Human rights Oscar

And the nominees for outstanding performance in the service of human rights are...

The Oscars are upon us and the Human Rights Foundation wants to provide Forbes readers with an opportunity to rank celebrities for their notable accomplishments outside of their entertainment careers.

Many high profile entertainers, athletes, and artists, like this year's Oscar contenders Martin Scorsese and George Clooney, instead of resting on their laurels between films, have thrown their A-list weight behind various human rights causes.
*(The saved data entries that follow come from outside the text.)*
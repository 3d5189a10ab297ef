//! The diagnostic data model: one record per document-level defect,
//! independent of whether it came from field validation, grammar
//! matching, or envelope-count checking.

use core::fmt;

use serde::{Deserialize, Serialize};

/// How serious a diagnostic is. Ordered so that sorting puts the most
/// severe records first when that ordering is wanted.
#[derive(Debug, Clone, Copy, PartialEq, Eq, PartialOrd, Ord, Serialize, Deserialize)]
#[serde(rename_all = "snake_case")]
pub enum Severity {
    Info,
    Warning,
    Error,
    Fatal,
}

impl fmt::Display for Severity {
    fn fmt(&self, f: &mut fmt::Formatter<'_>) -> fmt::Result {
        let s = match self {
            Severity::Info => "info",
            Severity::Warning => "warning",
            Severity::Error => "error",
            Severity::Fatal => "fatal",
        };
        write!(f, "{s}")
    }
}

/// Which subsystem produced a diagnostic.
#[derive(Debug, Clone, Copy, PartialEq, Eq, Serialize, Deserialize)]
#[serde(rename_all = "snake_case")]
pub enum Category {
    Delimiter,
    Structural,
    FieldValidation,
    Grammar,
    Io,
}

impl fmt::Display for Category {
    fn fmt(&self, f: &mut fmt::Formatter<'_>) -> fmt::Result {
        let s = match self {
            Category::Delimiter => "delimiter",
            Category::Structural => "structural",
            Category::FieldValidation => "field_validation",
            Category::Grammar => "grammar",
            Category::Io => "io",
        };
        write!(f, "{s}")
    }
}

/// Where in the document a diagnostic applies.
#[derive(Debug, Clone, Default, PartialEq, Eq, Serialize, Deserialize)]
pub struct Location {
    pub byte_offset: usize,
    pub line: u32,
    pub segment_tag: Option<String>,
    pub segment_index: Option<u32>,
    pub field_position: Option<u32>,
    /// Slash-delimited structural path, e.g. `2000[3]/2110[1]/SVC`.
    pub path: Option<String>,
}

impl Location {
    pub fn at_byte(byte_offset: usize, line: u32) -> Self {
        Self {
            byte_offset,
            line,
            ..Default::default()
        }
    }

    /// Depth of the structural path, used as the tie-break when sorting
    /// diagnostics that share a byte offset (shallowest first).
    pub fn depth(&self) -> usize {
        self.path
            .as_deref()
            .map(|p| p.split('/').count())
            .unwrap_or(0)
    }

    pub fn with_segment(mut self, tag: impl Into<String>, index: u32) -> Self {
        self.segment_tag = Some(tag.into());
        self.segment_index = Some(index);
        self
    }

    pub fn with_field(mut self, position: u32) -> Self {
        self.field_position = Some(position);
        self
    }

    pub fn with_path(mut self, path: impl Into<String>) -> Self {
        self.path = Some(path.into());
        self
    }
}

/// One record describing a defect found in a document: a code, severity,
/// category, location, human-readable description, and optionally the
/// expected/actual values and a remediation suggestion.
#[derive(Debug, Clone, PartialEq, Eq, Serialize, Deserialize)]
pub struct Diagnostic {
    pub code: String,
    pub severity: Severity,
    pub category: Category,
    pub location: Location,
    pub description: String,
    #[serde(default, skip_serializing_if = "Option::is_none")]
    pub expected: Option<String>,
    #[serde(default, skip_serializing_if = "Option::is_none")]
    pub actual: Option<String>,
    #[serde(default, skip_serializing_if = "Option::is_none")]
    pub suggestion: Option<String>,
    #[serde(default, skip_serializing_if = "Option::is_none")]
    pub raw_value: Option<String>,
}

impl Diagnostic {
    pub fn new(
        code: impl Into<String>,
        severity: Severity,
        category: Category,
        description: impl Into<String>,
    ) -> Self {
        Self {
            code: code.into(),
            severity,
            category,
            location: Location::default(),
            description: description.into(),
            expected: None,
            actual: None,
            suggestion: None,
            raw_value: None,
        }
    }

    pub fn with_location(mut self, location: Location) -> Self {
        self.location = location;
        self
    }

    pub fn with_expected(mut self, expected: impl Into<String>) -> Self {
        self.expected = Some(expected.into());
        self
    }

    pub fn with_actual(mut self, actual: impl Into<String>) -> Self {
        self.actual = Some(actual.into());
        self
    }

    pub fn with_suggestion(mut self, suggestion: impl Into<String>) -> Self {
        self.suggestion = Some(suggestion.into());
        self
    }

    pub fn with_raw_value(mut self, raw_value: impl Into<String>) -> Self {
        self.raw_value = Some(raw_value.into());
        self
    }

    pub fn is_fatal(&self) -> bool {
        self.severity == Severity::Fatal
    }

    pub fn is_error_or_worse(&self) -> bool {
        self.severity >= Severity::Error
    }
}

impl fmt::Display for Diagnostic {
    fn fmt(&self, f: &mut fmt::Formatter<'_>) -> fmt::Result {
        write!(
            f,
            "[{}] {} ({}) at byte {}: {}",
            self.severity, self.code, self.category, self.location.byte_offset, self.description
        )
    }
}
Here, you'll get a chance to comment on the celebrities you think have done the most for human rights and some who have been big human rights disappointments. Nominees for Outstanding Human Rights Work:

1) Christian Bale

Christian Bale, best known for his portrayal of the ultimate playboy-meets-superhero, Batman, proves to be a champion for justice off-screen as well. While promoting his latest film, The Flowers of War, in China, Bale was detained when visiting Chen Guangcheng, a blind human rights activist and lawyer placed under house arrest. Despite being physically harassed by Chinese authorities at a makeshift checkpoint, Bale demanded to see the "free man." His pleas fell on deaf ears and he had to turn back (his car trailed by authorities of that police state for 40 minutes), but his determination is commendable. "What I really wanted to do was to meet the man, shake his hand and say what an inspiration he is," said Bale.

2) George Clooney, Don Cheadle, Matt Damon, and Brad Pitt

Hollywood's frontmen, George Clooney, Don Cheadle, Matt Damon, and Brad Pitt, along with film producer, Jerry Weintraub, founded Not on Our Watch, an organization that aims to draw attention to putting an end to mass atrocities. Since its creation, they have spoken at senate hearings demanding for attention to the Sudanese genocide, provided aid to the estimated 150,000 Burmese refugees on the Thai-Burma border, and visited crisis areas such as Zimbabwe to draw international attention to the situations on the ground. In a recent interview in Vanity Fair, Clooney said his real-life heroes include "anyone who runs toward danger, and not away from it. Not only military and firemen, but aid workers and journalists."

3) Garry Kasparov

Though Garry Kasparov may have retired from professional chess in 2005, the celebrated grandmaster has devoted himself to human rights advocacy. In March 2007, he helped organize two rallies against the policies of Russian autocrat Vladimir Putin, and later that year entered the Russian presidential race. He withdrew two months later when he was unable to rent a meeting hall for at least 500 of his supporters to assemble to endorse his candidacy, as required by Russian law. Putin's government had pressured real estate owners to not rent meeting halls to Kasparov. Since then, Kasparov tirelessly travels major world cities exposing the financial corruption, human rights violations, and erosion of rule of law occurring in his homeland. He is currently chairman of the United Civil Front, a pro-democracy organization fighting Russia's "Party of Swindlers and Thieves."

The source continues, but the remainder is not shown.